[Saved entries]

= = = = = = =

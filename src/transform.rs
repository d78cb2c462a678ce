//! Lazily mapped columns: a pure function pair over an underlying layout.
//!
//! The builder applies `back` before storing; reads apply `there` on the
//! way out. On the wire a transformed column is byte-identical to its
//! underlying column.

use std::any::Any;
use std::io;

use crate::column::{Column, Repr};
use crate::error::Result;
use crate::layout::{ColumnBuilder, Layout};

pub(crate) struct Mapped<A, B> {
    pub(crate) inner: Column<A>,
    there: fn(A) -> B,
}

impl<A: 'static, B: 'static> Repr<B> for Mapped<A, B> {
    fn len(&self) -> usize {
        self.inner.len()
    }

    #[inline]
    fn get(&self, index: usize) -> B {
        (self.there)(self.inner.get(index))
    }

    fn heap_size(&self) -> (usize, usize) {
        self.inner.heap_size()
    }

    fn as_any(&self) -> &dyn Any {
        self
    }
}

/// Views an underlying layout's values through a pure function pair.
pub struct TransformedLayout<A, B, L> {
    inner: L,
    there: fn(A) -> B,
    back: fn(B) -> A,
}

impl<A, B, L> TransformedLayout<A, B, L> {
    pub fn new(inner: L, there: fn(A) -> B, back: fn(B) -> A) -> Self {
        TransformedLayout { inner, there, back }
    }
}

impl<A, B, L: Clone> Clone for TransformedLayout<A, B, L> {
    fn clone(&self) -> Self {
        TransformedLayout {
            inner: self.inner.clone(),
            there: self.there,
            back: self.back,
        }
    }
}

pub struct TransformedBuilder<A, B, BA> {
    inner: BA,
    there: fn(A) -> B,
    back: fn(B) -> A,
}

impl<A, B, BA> ColumnBuilder<B> for TransformedBuilder<A, B, BA>
where
    A: 'static,
    B: 'static,
    BA: ColumnBuilder<A>,
{
    #[inline]
    fn push(&mut self, value: B) {
        self.inner.push((self.back)(value));
    }

    fn clear(&mut self) {
        self.inner.clear();
    }

    fn finish(&mut self) -> Column<B> {
        Column::new(Mapped { inner: self.inner.finish(), there: self.there })
    }
}

impl<A, B, L> Layout<B> for TransformedLayout<A, B, L>
where
    A: 'static,
    B: 'static,
    L: Layout<A>,
{
    type Builder = TransformedBuilder<A, B, L::Builder>;

    fn new_builder(&self) -> Self::Builder {
        TransformedBuilder {
            inner: self.inner.new_builder(),
            there: self.there,
            back: self.back,
        }
    }

    fn is_safe_to_cast(&self, column: &Column<B>) -> bool {
        match column.downcast_ref::<Mapped<A, B>>() {
            Some(mapped) => self.inner.is_safe_to_cast(&mapped.inner),
            None => false,
        }
    }

    fn write<W: io::Write>(&self, column: &Column<B>, sink: &mut W) -> Result<()> {
        let rebuilt;
        let column = if self.is_safe_to_cast(column) {
            column
        } else {
            rebuilt = self.rebuild(column);
            &rebuilt
        };
        let mapped = column
            .downcast_ref::<Mapped<A, B>>()
            .expect("transformed column after rebuild");
        self.inner.write(&mapped.inner, sink)
    }

    fn read<R: io::Read>(&self, source: &mut R) -> Result<Column<B>> {
        Ok(Column::new(Mapped { inner: self.inner.read(source)?, there: self.there }))
    }
}
//! Layouts: how to build, serialize, and structurally identify columns.

use std::any::Any;
use std::io;

use byteorder::{BigEndian, ReadBytesExt, WriteBytesExt};

use crate::column::{Column, Repr};
use crate::error::Result;
use crate::sums::either::EitherLayout;
use crate::sums::option::OptionalLayout;
use crate::transform::TransformedLayout;
use crate::tuple::ZipLayout;

/// A constructive description of how to build, read, write, and identify a
/// `Column<T>`.
///
/// Layouts are pure values with no hidden state; the combinators compose
/// them into products, disjunctions, options, and transforms.
pub trait Layout<T: 'static>: Clone + Send + Sync + 'static {
    type Builder: ColumnBuilder<T>;

    /// A fresh builder accepting values in sequence.
    fn new_builder(&self) -> Self::Builder;

    /// An empty column in this layout's natural representation.
    fn empty(&self) -> Column<T> {
        self.new_builder().finish()
    }

    /// Whether `column`'s physical shape already matches this layout, all
    /// the way down.
    fn is_safe_to_cast(&self, column: &Column<T>) -> bool;

    /// Writes `column` in this layout's wire form.
    ///
    /// A column whose representation does not match is rebuilt through the
    /// builder first; a matching one is written as-is.
    fn write<W: io::Write>(&self, column: &Column<T>, sink: &mut W) -> Result<()>;

    /// Reads back a column written by [`Layout::write`].
    fn read<R: io::Read>(&self, source: &mut R) -> Result<Column<T>>;

    /// Re-streams `column` through a fresh builder into the natural shape.
    fn rebuild(&self, column: &Column<T>) -> Column<T> {
        let mut builder = self.new_builder();
        builder.extend_from_column(column);
        builder.finish()
    }

    /// Pairs this layout with `right` into a product of the two.
    fn zip<U, V, L>(
        self,
        right: L,
        pack: fn(T, U) -> V,
        unpack: fn(V) -> (T, U),
    ) -> ZipLayout<T, U, V, Self, L>
    where
        U: 'static,
        V: 'static,
        L: Layout<U>,
    {
        ZipLayout::new(self, right, pack, unpack)
    }

    /// Views this layout's values through a pure function pair.
    fn transform<U: 'static>(
        self,
        there: fn(T) -> U,
        back: fn(U) -> T,
    ) -> TransformedLayout<T, U, Self> {
        TransformedLayout::new(self, there, back)
    }

    /// Lifts this layout over missing values with a presence bitset.
    fn optional(self) -> OptionalLayout<Self> {
        OptionalLayout::new(self)
    }

    /// Forms a disjunction with `right`; `Ok` values route left.
    fn either<U, V, L>(
        self,
        right: L,
        left_into: fn(T) -> V,
        right_into: fn(U) -> V,
        split: fn(V) -> std::result::Result<T, U>,
    ) -> EitherLayout<T, U, V, Self, L>
    where
        U: 'static,
        V: 'static,
        L: Layout<U>,
    {
        EitherLayout::new(self, right, left_into, right_into, split)
    }
}

/// A linear builder: values in, one immutable column out.
///
/// `finish` moves the accumulated arrays into the column; the only
/// meaningful call afterwards is `clear`.
pub trait ColumnBuilder<T> {
    fn push(&mut self, value: T);

    /// Bulk-pushes every value of `column`.
    ///
    /// Structural builders adopt a matching representation wholesale;
    /// the default streams value by value.
    fn extend_from_column(&mut self, column: &Column<T>) {
        for index in 0..column.len() {
            self.push(column.get(index));
        }
    }

    fn clear(&mut self);

    fn finish(&mut self) -> Column<T>;
}

/// Associates a canonical layout with a value type.
pub trait Value: Sized + Send + Sync + 'static {
    type Layout: Layout<Self>;
    fn layout() -> Self::Layout;
}

/// Stores only a length; every element is the unit value.
#[derive(Copy, Clone, Debug, Default, PartialEq, Eq)]
pub struct UnitLayout;

pub struct UnitBuilder {
    len: usize,
}

pub(crate) struct Units {
    len: usize,
}

impl Repr<()> for Units {
    fn len(&self) -> usize {
        self.len
    }

    fn get(&self, _index: usize) {}

    fn heap_size(&self) -> (usize, usize) {
        (0, 0)
    }

    fn as_any(&self) -> &dyn Any {
        self
    }
}

impl ColumnBuilder<()> for UnitBuilder {
    fn push(&mut self, _value: ()) {
        self.len += 1;
    }

    fn extend_from_column(&mut self, column: &Column<()>) {
        self.len += column.len();
    }

    fn clear(&mut self) {
        self.len = 0;
    }

    fn finish(&mut self) -> Column<()> {
        let len = std::mem::take(&mut self.len);
        Column::new(Units { len })
    }
}

impl Layout<()> for UnitLayout {
    type Builder = UnitBuilder;

    fn new_builder(&self) -> UnitBuilder {
        UnitBuilder { len: 0 }
    }

    fn is_safe_to_cast(&self, column: &Column<()>) -> bool {
        column.downcast_ref::<Units>().is_some()
    }

    fn write<W: io::Write>(&self, column: &Column<()>, sink: &mut W) -> Result<()> {
        sink.write_u32::<BigEndian>(column.len() as u32)?;
        Ok(())
    }

    fn read<R: io::Read>(&self, source: &mut R) -> Result<Column<()>> {
        let len = source.read_u32::<BigEndian>()? as usize;
        Ok(Column::new(Units { len }))
    }
}

impl Value for () {
    type Layout = UnitLayout;
    fn layout() -> UnitLayout {
        UnitLayout
    }
}
//! Work order model.
//!
//! A work order is the unit of production work the engine places on a
//! machine. Orders are supplied per run and never mutated by the engine.

use serde::{Deserialize, Serialize};
use std::collections::BTreeSet;

/// A work order to be scheduled.
///
/// Scheduling inputs that may be absent in upstream data (processing time,
/// due date, item) are `Option`s. An order missing any of them, or with an
/// empty eligibility set, is never selectable by the engine and is reported
/// as `DATA_MISSING` by the classifier.
///
/// # Time Representation
/// All times are in minutes relative to the planning epoch (t=0).
#[derive(Debug, Clone, PartialEq, Serialize, Deserialize)]
pub struct WorkOrder {
    /// Unique order identifier.
    pub id: String,
    /// Required processing time (minutes) when no batch rule applies.
    pub processing_minutes: Option<i64>,
    /// Due date (minutes since epoch).
    pub due_minutes: Option<i64>,
    /// Scheduling priority (higher = more urgent).
    pub priority: i32,
    /// Item produced by this order.
    pub item_id: Option<String>,
    /// Machines allowed to process this order.
    pub eligible_machines: BTreeSet<String>,
    /// Requested batch size (units).
    #[serde(default = "default_quantity")]
    pub quantity: u32,
    /// Earliest start time (minutes).
    #[serde(default)]
    pub release_minutes: i64,
}

fn default_quantity() -> u32 {
    1
}

/// A scheduling input an order can lack.
#[derive(Debug, Clone, Copy, PartialEq, Eq, PartialOrd, Ord, Serialize, Deserialize)]
#[serde(rename_all = "snake_case")]
pub enum MissingField {
    ProcessingTime,
    DueDate,
    ItemId,
    EligibleMachines,
}

impl MissingField {
    /// Field name as it appears in diagnostics.
    pub fn as_str(&self) -> &'static str {
        match self {
            Self::ProcessingTime => "processing_minutes",
            Self::DueDate => "due_minutes",
            Self::ItemId => "item_id",
            Self::EligibleMachines => "eligible_machines",
        }
    }
}

impl WorkOrder {
    /// Creates an order with no scheduling data attached.
    pub fn new(id: impl Into<String>) -> Self {
        Self {
            id: id.into(),
            processing_minutes: None,
            due_minutes: None,
            priority: 0,
            item_id: None,
            eligible_machines: BTreeSet::new(),
            quantity: 1,
            release_minutes: 0,
        }
    }

    /// Sets the processing time.
    pub fn with_processing(mut self, minutes: i64) -> Self {
        self.processing_minutes = Some(minutes);
        self
    }

    /// Sets the due date.
    pub fn with_due(mut self, minutes: i64) -> Self {
        self.due_minutes = Some(minutes);
        self
    }

    /// Sets the priority.
    pub fn with_priority(mut self, priority: i32) -> Self {
        self.priority = priority;
        self
    }

    /// Sets the item.
    pub fn with_item(mut self, item_id: impl Into<String>) -> Self {
        self.item_id = Some(item_id.into());
        self
    }

    /// Adds an eligible machine.
    pub fn with_machine(mut self, machine_id: impl Into<String>) -> Self {
        self.eligible_machines.insert(machine_id.into());
        self
    }

    /// Replaces the eligibility set.
    pub fn with_machines<I, S>(mut self, machines: I) -> Self
    where
        I: IntoIterator<Item = S>,
        S: Into<String>,
    {
        self.eligible_machines = machines.into_iter().map(Into::into).collect();
        self
    }

    /// Sets the requested batch size.
    pub fn with_quantity(mut self, quantity: u32) -> Self {
        self.quantity = quantity;
        self
    }

    /// Sets the release time.
    pub fn with_release(mut self, minutes: i64) -> Self {
        self.release_minutes = minutes;
        self
    }

    /// Whether the given machine may process this order.
    #[inline]
    pub fn is_eligible(&self, machine_id: &str) -> bool {
        self.eligible_machines.contains(machine_id)
    }

    /// Scheduling inputs this order lacks, in a stable order.
    pub fn missing_fields(&self) -> Vec<MissingField> {
        let mut missing = Vec::new();
        if self.processing_minutes.is_none() {
            missing.push(MissingField::ProcessingTime);
        }
        if self.due_minutes.is_none() {
            missing.push(MissingField::DueDate);
        }
        if self.item_id.as_deref().is_none_or(str::is_empty) {
            missing.push(MissingField::ItemId);
        }
        if self.eligible_machines.is_empty() {
            missing.push(MissingField::EligibleMachines);
        }
        missing
    }

    /// Whether every scheduling input is present.
    pub fn is_schedulable(&self) -> bool {
        self.missing_fields().is_empty()
    }
}

#[cfg(test)]
mod tests {
    use super::*;

    #[test]
    fn test_order_builder() {
        let order = WorkOrder::new("O1")
            .with_processing(90)
            .with_due(480)
            .with_priority(3)
            .with_item("BOLT-M8")
            .with_machines(["M1", "M2"])
            .with_quantity(5)
            .with_release(30);

        assert_eq!(order.id, "O1");
        assert_eq!(order.processing_minutes, Some(90));
        assert_eq!(order.due_minutes, Some(480));
        assert_eq!(order.priority, 3);
        assert_eq!(order.item_id.as_deref(), Some("BOLT-M8"));
        assert!(order.is_eligible("M1"));
        assert!(!order.is_eligible("M3"));
        assert_eq!(order.quantity, 5);
        assert_eq!(order.release_minutes, 30);
        assert!(order.is_schedulable());
    }

    #[test]
    fn test_missing_fields() {
        let order = WorkOrder::new("O2").with_processing(10);
        assert_eq!(
            order.missing_fields(),
            vec![
                MissingField::DueDate,
                MissingField::ItemId,
                MissingField::EligibleMachines
            ]
        );
        assert!(!order.is_schedulable());
    }

    #[test]
    fn test_empty_item_is_missing() {
        let order = WorkOrder::new("O3")
            .with_processing(10)
            .with_due(100)
            .with_item("")
            .with_machine("M1");
        assert_eq!(order.missing_fields(), vec![MissingField::ItemId]);
    }

    #[test]
    fn test_deserialize_defaults() {
        let json = r#"{
            "id": "O9",
            "processing_minutes": 60,
            "due_minutes": 120,
            "priority": 1,
            "item_id": "A",
            "eligible_machines": ["M1"]
        }"#;
        let order: WorkOrder = serde_json::from_str(json).unwrap();
        assert_eq!(order.quantity, 1);
        assert_eq!(order.release_minutes, 0);
        assert!(order.is_schedulable());
    }
}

= = = = = = =

### [Task prompt]
When the word "split" shows up in a line of the entries, pull that line out.

### [Task result]
        split: fn(V) -> std::result::Result<T, U>,
        EitherLayout::new(self, right, left_into, right_into, split)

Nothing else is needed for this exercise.